In the Centennial Exhibition, in 1876, she made a special study of the needlework, art embroideries and textiles of all countries. Not long after, her watercolor studies from nature attracted the notice of John Bennett (1840–1907), the English painter of art-pottery, and she became his pupil and assistant. In 1879, a number of pieces of faience decorated by her were sent by invitation to the exhibition of Howell James & Co., London, England. One of her vases was presented to Sir Frederic Leighton, president of the Royal Academy, and others were sold to art museums in England, to be kept as examples of American art pottery. The same year, some of her work in faience was shown in New York, and won much praise.

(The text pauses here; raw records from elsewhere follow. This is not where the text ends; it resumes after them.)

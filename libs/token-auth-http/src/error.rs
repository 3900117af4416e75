use thiserror::Error;

/// What was wrong with a rejected URL.
#[derive(Debug, Clone, Copy, PartialEq, Eq)]
#[non_exhaustive]
pub enum InvalidUriKind {
    ParseError,
    MissingAuthority,
    MissingScheme,
}

/// Errors raised by [`HttpClient`](crate::HttpClient) and its requests.
///
/// A response with an error status is not an `HttpError`; only the checked
/// body readers on [`HttpResponse`](crate::HttpResponse) turn it into
/// [`HttpError::HttpStatus`].
#[derive(Error, Debug)]
#[non_exhaustive]
pub enum HttpError {
    #[error("could not build request: {0}")]
    RequestBuild(#[from] http::Error),

    #[error("bad header name: {0}")]
    InvalidHeaderName(#[from] http::header::InvalidHeaderName),

    #[error("bad header value: {0}")]
    InvalidHeaderValue(#[from] http::header::InvalidHeaderValue),

    #[error("no response within {0:?}")]
    Timeout(std::time::Duration),

    /// Connection, protocol or I/O failure below HTTP.
    #[error("transport failure: {0}")]
    Transport(#[source] Box<dyn std::error::Error + Send + Sync>),

    #[error("TLS setup failed: {0}")]
    Tls(#[source] Box<dyn std::error::Error + Send + Sync>),

    #[error("response body of {actual} bytes exceeds the {limit} byte limit")]
    BodyTooLarge { limit: usize, actual: usize },

    #[error("HTTP {status}: {body_preview}")]
    HttpStatus {
        status: http::StatusCode,
        body_preview: String,
        content_type: Option<String>,
    },

    #[error("JSON error: {0}")]
    Json(#[from] serde_json::Error),

    #[error("form encoding error: {0}")]
    FormEncode(#[from] serde_urlencoded::ser::Error),

    /// `reason` is for humans; match on `kind`.
    #[error("rejected URL '{url}': {reason}")]
    InvalidUri {
        url: String,
        kind: InvalidUriKind,
        reason: String,
    },

    #[error("scheme '{scheme}' rejected: {reason}")]
    InvalidScheme { scheme: String, reason: String },
}

impl From<hyper::Error> for HttpError {
    fn from(err: hyper::Error) -> Self {
        Self::Transport(Box::new(err))
    }
}

impl From<hyper_util::client::legacy::Error> for HttpError {
    fn from(err: hyper_util::client::legacy::Error) -> Self {
        Self::Transport(Box::new(err))
    }
}
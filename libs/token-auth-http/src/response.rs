use crate::error::HttpError;
use bytes::{Bytes, BytesMut};
use http::{HeaderMap, Response, StatusCode};
use http_body_util::BodyExt;
use serde::de::DeserializeOwned;

/// How much of an error body is kept in [`HttpError::HttpStatus`].
pub const ERROR_BODY_PREVIEW_LIMIT: usize = 8 * 1024;

pub type ResponseBody =
    http_body_util::combinators::BoxBody<Bytes, Box<dyn std::error::Error + Send + Sync>>;

/// Response returned by [`RequestBuilder::send`](crate::RequestBuilder::send).
///
/// [`bytes`](Self::bytes) hands back any body regardless of status, which is
/// what callers that interpret statuses themselves want. [`text`](Self::text)
/// and [`json`](Self::json) fail with [`HttpError::HttpStatus`] outside 2xx.
/// Every reader stops at the client's `max_body_size`.
#[derive(Debug)]
pub struct HttpResponse {
    pub(crate) inner: Response<ResponseBody>,
    pub(crate) max_body_size: usize,
}

impl HttpResponse {
    #[must_use]
    pub fn status(&self) -> StatusCode {
        self.inner.status()
    }

    #[must_use]
    pub fn headers(&self) -> &HeaderMap {
        self.inner.headers()
    }

    #[must_use]
    pub fn into_inner(self) -> Response<ResponseBody> {
        self.inner
    }

    /// Turn a non-2xx status into an error, leaving the body unread.
    ///
    /// # Errors
    ///
    /// `HttpError::HttpStatus` with an empty preview.
    pub fn error_for_status(self) -> Result<Self, HttpError> {
        if self.inner.status().is_success() {
            Ok(self)
        } else {
            Err(self.status_error(String::new()))
        }
    }

    /// Whole body, any status.
    ///
    /// # Errors
    ///
    /// `HttpError::BodyTooLarge` past the limit, `HttpError::Transport` if
    /// the stream breaks.
    pub async fn bytes(self) -> Result<Bytes, HttpError> {
        let limit = self.max_body_size;
        collect_limited(self.inner.into_body(), limit).await
    }

    /// Body as lossy UTF-8, 2xx only.
    ///
    /// # Errors
    ///
    /// As [`bytes`](Self::bytes), plus `HttpError::HttpStatus` for other statuses.
    pub async fn text(self) -> Result<String, HttpError> {
        let body = self.success_body().await?;
        Ok(String::from_utf8_lossy(&body).into_owned())
    }

    /// Body parsed as JSON, 2xx only.
    ///
    /// # Errors
    ///
    /// As [`text`](Self::text), plus `HttpError::Json`.
    pub async fn json<T: DeserializeOwned>(self) -> Result<T, HttpError> {
        let body = self.success_body().await?;
        Ok(serde_json::from_slice(&body)?)
    }

    async fn success_body(self) -> Result<Bytes, HttpError> {
        if self.inner.status().is_success() {
            return self.bytes().await;
        }

        let limit = self.max_body_size.min(ERROR_BODY_PREVIEW_LIMIT);
        let (parts, body) = self.inner.into_parts();
        let preview = match collect_limited(body, limit).await {
            Ok(bytes) => String::from_utf8_lossy(&bytes).into_owned(),
            Err(HttpError::BodyTooLarge { .. }) => "<body too large for preview>".to_owned(),
            Err(e) => return Err(e),
        };
        Err(HttpError::HttpStatus {
            status: parts.status,
            body_preview: preview,
            content_type: content_type(&parts.headers),
        })
    }

    fn status_error(&self, body_preview: String) -> HttpError {
        HttpError::HttpStatus {
            status: self.inner.status(),
            body_preview,
            content_type: content_type(self.inner.headers()),
        }
    }
}

fn content_type(headers: &HeaderMap) -> Option<String> {
    let value = headers.get(http::header::CONTENT_TYPE)?;
    value.to_str().ok().map(str::to_owned)
}

async fn collect_limited(body: ResponseBody, limit: usize) -> Result<Bytes, HttpError> {
    let mut body = std::pin::pin!(body);
    let mut buf = BytesMut::new();

    while let Some(frame) = body.frame().await {
        let frame = frame.map_err(HttpError::Transport)?;
        let Ok(chunk) = frame.into_data() else {
            continue;
        };
        let actual = buf.len() + chunk.len();
        if actual > limit {
            return Err(HttpError::BodyTooLarge { limit, actual });
        }
        buf.extend_from_slice(&chunk);
    }

    Ok(buf.freeze())
}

When the Associated Artists began their united enterprise which did much in revolutionizing and elevating household taste and interior decoration of American home and public buildings, Carter's services were secured by Louis Tiffany, and she was connected with them several years. At first having to do with all the kinds of work undertaken, glass, mosaics, metals, wood, embroideries, hangings, wall and ceiling coverings, painting or anything else decoratively used in buildings, she was the first woman thus employed. Later, having developed marked ability in plastic art, she had special charge of their pottery and modeling department. Her ornamental relief-work, panels and friezes were often used with heads and figures by Augustus Saint-Gaudens, and combined with work by Charles Caryl Coleman, Maitland Armstrong and other well known artists in the decoration of public and private buildings in New York and different parts of the country. Her designs for memorial and other windows, for decoration of interiors and for different purposes were used in churches and homes, on both east and west coasts.

===Instructor===
Frequently, artists, draughtsmen, teachers and others sought instruction from her in special subjects. At different times, she taught classes of children in drawing, and in the Woman's Art School one in porcelain painting. Since 1886, she was instructor of the free classes in clay-modeling, applied design and normal training in form-study and drawing for the Young Women's Christian Association of New York. The courses of study in those classes and all accessories were planned and carried out by her.

==Personal life==
From about 1880, Carter resided with her family in the upper suburban part of New York City. She was a staunch member of the Woman's Christian Temperance Union.